2. Theoretical Frameworks

Just as COVID-19 spread to many countries in 2020, the COVID-19 pandemic affected universities in these countries around the world. During lockdowns, university teachers have almost exclusively used digital tools to ensure the continuation of teaching and learning [7]. However, not all countries, universities, and students were equally affected. At this point, central aspects from the educational, sociological, and economical perspectives that influence online learning are presented. This includes various forms of the digital divide and other factors. The digital divide is a fundamental problem for online learning [21]. This approach is, in turn, influenced by other aspects such as socio-economic factors. At the beginning of the research on the digital divide, the focus was on access to the internet and digital media. Internet skills are addressed as a second digital divide [22,23].

2.1. The Expectation Confirmation Theory (ECT)

In 1980, Oliver proposed the expectancy disconfirmation theory (EDT). Before purchasing a product or service, users have certain expectations of it. After the product or service is actually used, the difference between the user’s perceived performance and their expectations is known as expectation disconfirmation [24]. Expectancy confirmation theory (ECT) was developed based on EDT and provides an important basis for the study of sustained use by users [25]. Patterson et al. [26] were the first to apply ECT to information systems. Bhattacherjee [27] proposed the expectation confirmation model (ECM), which includes four main variables: expectation confirmation, perceived usefulness, satisfaction, and repurchase intention. After ECM was proposed, many academics confirmed the validity of the ECM. For example, Larsen et al. [28] examined mobile commerce using the ECM, Tang and Chiang [29] verifies the effectiveness of the ECM by examining blogs, Doong and Lai [30] examined knowledge sharing using the ECM, and Kim [31] explored the effectiveness of the ECM by examining mobile data services. Moreover, many academics have combined online learning with the ECM. Wang et al. [32] determined if online learning helps students accomplish learning activities during the pandemic and increases their motivation to continue utilising online learning in the future. In order to investigate the potential drivers of continuous learning willingness in a Massive Open Online Course (MOOC) environment, Hai et al. [33] developed and extended the ECM by including cognitive and emotional variables (including intrinsic motivation, attitude, and curiosity). Based on the foregoing literature, the ECM can be utilised to describe the impact of online learning on students’ learning experiences.

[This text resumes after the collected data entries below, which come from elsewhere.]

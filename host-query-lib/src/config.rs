use crate::{
  constants::{
    DEFAULT_QUERY_TIMEOUT_MSEC, DEFAULT_RETRY_BASE_DELAY_MSEC, DEFAULT_RETRY_MAX_ATTEMPTS, DEFAULT_RETRY_MAX_DELAY_MSEC,
  },
  error::HostQueryBuildError,
};
use std::time::Duration;

/* ---------------------------------------------------------- */
/// How the resolved upstream target is handed to the downstream proxy stage
#[derive(Debug, Clone, Copy, PartialEq, Eq, Default)]
pub enum PublishMode {
  /// Set request-scoped routing variables [default]
  #[default]
  RoutingVariable,

  /// Inject request headers instead of routing variables
  Header,
}

impl TryFrom<&str> for PublishMode {
  type Error = HostQueryBuildError;
  fn try_from(value: &str) -> Result<Self, Self::Error> {
    match value {
      "variable" => Ok(PublishMode::RoutingVariable),
      "header" => Ok(PublishMode::Header),
      _ => Err(HostQueryBuildError::InvalidPublishMode(value.to_string())),
    }
  }
}

/* ---------------------------------------------------------- */
/// Bounded retry policy for transient lookup failures.
/// Disabled unless explicitly configured; attempts and added latency are always capped.
#[derive(Debug, Clone, Copy, PartialEq, Eq)]
pub struct RetryConfig {
  /// Maximum number of attempts including the initial call
  pub max_attempts: u32,
  /// Initial backoff between attempts, doubled on each subsequent attempt
  pub base_delay: Duration,
  /// Cap on the backoff between attempts
  pub max_delay: Duration,
}

impl Default for RetryConfig {
  fn default() -> Self {
    Self {
      max_attempts: DEFAULT_RETRY_MAX_ATTEMPTS,
      base_delay: Duration::from_millis(DEFAULT_RETRY_BASE_DELAY_MSEC),
      max_delay: Duration::from_millis(DEFAULT_RETRY_MAX_DELAY_MSEC),
    }
  }
}

impl RetryConfig {
  /// Backoff before the attempt following `attempt` (1-based): exponential, capped, with up to 10% jitter
  pub(crate) fn backoff_delay(&self, attempt: u32) -> Duration {
    use rand::Rng;
    let exp = self.base_delay.saturating_mul(1u32 << (attempt - 1).min(16));
    let capped = exp.min(self.max_delay);
    let jitter_msec = (capped.as_millis() as u64 / 10).max(1);
    capped + Duration::from_millis(rand::rng().random_range(0..=jitter_msec))
  }
}

/* ---------------------------------------------------------- */
/// Configuration of the upstream-resolution layer.
/// Immutable after load; validated once before the layer serves any request.
#[derive(Debug, Clone, derive_builder::Builder)]
#[builder(build_fn(validate = "Self::validate"))]
pub struct HostQueryConfig {
  /// Base URL of the external resolution service; may already carry query parameters
  #[builder(setter(into))]
  pub api_url: String,

  /// Assume TLS (port 443) when the resolved host has neither scheme nor explicit port
  #[builder(default = "true")]
  pub default_https_scheme: bool,

  /// Fallback host substituted when the service resolves to an empty string
  #[builder(default, setter(into))]
  pub default_upstream: String,

  /// Bound on a single lookup request
  #[builder(default = "Duration::from_millis(DEFAULT_QUERY_TIMEOUT_MSEC)")]
  pub query_timeout: Duration,

  /// Lifetime of cached resolution results.
  /// `None` disables caching entirely and every request hits the resolution service.
  #[builder(default)]
  pub cache_ttl: Option<Duration>,

  /// How the resolved target is handed to the downstream stage
  #[builder(default)]
  pub publish_mode: PublishMode,

  /// Opt-in bounded retry of transient lookup failures
  #[builder(default)]
  pub retry: Option<RetryConfig>,
}

impl HostQueryConfigBuilder {
  fn validate(&self) -> Result<(), String> {
    let Some(api_url) = self.api_url.as_ref() else {
      return Err("api_url is required".to_string());
    };
    if api_url.is_empty() {
      return Err("api_url is empty".to_string());
    }
    Ok(())
  }
}

impl HostQueryConfig {
  /// Full startup validation. Build errors here are fatal: the layer must not serve requests.
  pub fn validate(&self) -> Result<(), HostQueryBuildError> {
    if self.api_url.is_empty() {
      return Err(HostQueryBuildError::MissingApiUrl);
    }
    let parsed = url::Url::parse(&self.api_url)
      .map_err(|e| HostQueryBuildError::InvalidApiUrl(format!("{}: {e}", self.api_url)))?;
    if !matches!(parsed.scheme(), "http" | "https") {
      return Err(HostQueryBuildError::InvalidApiUrl(format!(
        "unsupported scheme `{}`",
        parsed.scheme()
      )));
    }
    if self.query_timeout.is_zero() {
      return Err(HostQueryBuildError::InvalidQueryTimeout(
        "query timeout must be positive".to_string(),
      ));
    }
    if let Some(retry) = &self.retry {
      if retry.max_attempts == 0 {
        return Err(HostQueryBuildError::InvalidRetryConfig(
          "max_attempts must be at least 1".to_string(),
        ));
      }
      if retry.base_delay > retry.max_delay {
        return Err(HostQueryBuildError::InvalidRetryConfig(format!(
          "base_delay ({:?}) cannot be greater than max_delay ({:?})",
          retry.base_delay, retry.max_delay
        )));
      }
    }
    Ok(())
  }
}

/* ---------------------------------------------------------- */
#[cfg(test)]
mod tests {
  use super::*;

  #[test]
  fn test_builder_defaults() {
    let config = HostQueryConfigBuilder::default()
      .api_url("http://127.0.0.1:5214/get-actual-host")
      .build()
      .unwrap();

    assert!(config.default_https_scheme);
    assert!(config.default_upstream.is_empty());
    assert_eq!(config.query_timeout, Duration::from_millis(DEFAULT_QUERY_TIMEOUT_MSEC));
    assert!(config.cache_ttl.is_none());
    assert_eq!(config.publish_mode, PublishMode::RoutingVariable);
    assert!(config.retry.is_none());
    assert!(config.validate().is_ok());
  }

  #[test]
  fn test_api_url_is_required() {
    let res = HostQueryConfigBuilder::default().build();
    assert!(res.is_err());

    let res = HostQueryConfigBuilder::default().api_url("").build();
    assert!(res.is_err());
  }

  #[test]
  fn test_api_url_must_be_absolute_http() {
    let config = HostQueryConfigBuilder::default().api_url("not a url").build().unwrap();
    assert!(matches!(config.validate(), Err(HostQueryBuildError::InvalidApiUrl(_))));

    let config = HostQueryConfigBuilder::default()
      .api_url("ftp://lookup.example/query")
      .build()
      .unwrap();
    assert!(matches!(config.validate(), Err(HostQueryBuildError::InvalidApiUrl(_))));
  }

  #[test]
  fn test_zero_timeout_rejected() {
    let config = HostQueryConfigBuilder::default()
      .api_url("http://lookup.example/query")
      .query_timeout(Duration::ZERO)
      .build()
      .unwrap();
    assert!(matches!(config.validate(), Err(HostQueryBuildError::InvalidQueryTimeout(_))));
  }

  #[test]
  fn test_retry_config_validation() {
    let config = HostQueryConfigBuilder::default()
      .api_url("http://lookup.example/query")
      .retry(Some(RetryConfig {
        max_attempts: 0,
        ..Default::default()
      }))
      .build()
      .unwrap();
    assert!(matches!(config.validate(), Err(HostQueryBuildError::InvalidRetryConfig(_))));

    let config = HostQueryConfigBuilder::default()
      .api_url("http://lookup.example/query")
      .retry(Some(RetryConfig {
        max_attempts: 2,
        base_delay: Duration::from_secs(10),
        max_delay: Duration::from_secs(1),
      }))
      .build()
      .unwrap();
    assert!(matches!(config.validate(), Err(HostQueryBuildError::InvalidRetryConfig(_))));
  }

  #[test]
  fn test_publish_mode_from_str() {
    assert_eq!(PublishMode::try_from("variable").unwrap(), PublishMode::RoutingVariable);
    assert_eq!(PublishMode::try_from("header").unwrap(), PublishMode::Header);
    assert!(PublishMode::try_from("both").is_err());
  }

  #[test]
  fn test_backoff_is_capped() {
    let retry = RetryConfig {
      max_attempts: 10,
      base_delay: Duration::from_millis(100),
      max_delay: Duration::from_millis(500),
    };
    for attempt in 1..10 {
      let delay = retry.backoff_delay(attempt);
      // cap plus at most 10% jitter
      assert!(delay <= Duration::from_millis(550));
    }
  }
}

2.2. The First and Second Digital Divides

The digital divide is also called Digital Gap or Digital Division; that is, the gap between the information-rich and the information-poor [34]. It was first proposed by the National Telecommunications and Information Administration (NTIA) in 1999 in a report titled “Falling Through the Net: Defining the Digital Divide Lost in the Network: Defining the Digital Divide”. Subsequently, the digital divide was first formally proposed in a report entitled “Filling the Digital Divide”, published by the United States in July 1999. In July 2000, the World Economic Forum (WEF) submitted a special report, “From the Global Digital Divide to the Global Digital Opportunity”, to the G8 summit. As time goes by, the digital divide has received more and more attention [35,36,37,38].
In all countries, there are always some people who have better information technology provided by society. They have computers, good telephone services, and fast internet services. There are also some people who, for various reasons, cannot access the latest computers, reliable telephone services, or fast and convenient internet services. The difference between these two groups of people is the digital divide [39]. Being on the negative side of this divide means that they have few opportunities to participate in the new information-based economy and there are few opportunities to participate in online education, training, shopping, entertainment, and communication. The differences caused by the digital divide are mainly reflected in different classes, races, industries, ages, genders, generations, and educational backgrounds [40].
The first digital divide is related to computer ownership and internet access [41]. In the 1990s, many poor people could not afford computers and had no access to the internet at home. As time goes by, computer prices decreased gradually and most families bought computers. Therefore, the first digital divide became smaller than before.
The second digital divide is about computer use. Many studies show that not all students have equal computer use at university and at home [42]. There are differences between urban and rural students. Different income levels and educational backgrounds are causes of the second digital divide, too. The second digital divide was first proposed by Hargittai [20]. He emphasised that online skills play an important role in the digital divide. It is not only important to gain access to digital media, but also the ability to find and process useful information. Recent studies expand the approach of Hargittai and argue that not only is access to digital media unevenly distributed but that there are differences in the quality and intensity of use [43]. They conclude that the use of digital media is strongly related to the initial conditions of the users and their social context in real life [23].
By now many studies have illuminated the consequences of digital inequalities for many different offline activities [44]. To date, the recent developments in online learning have been seen as potentially positive disruptions to higher education, but have failed to move higher education away from business as usual [21]. Online learning was thought to be a game-changer for higher education, especially regarding access to knowledge. At universities, taking a course online is now normal. The digital divide between rich and poor is an expression of class inequality. Online learning has failed to nudge elite universities in a direction that will ultimately narrow global wealth gaps. Thus, the matter of the digital divide is very crucial.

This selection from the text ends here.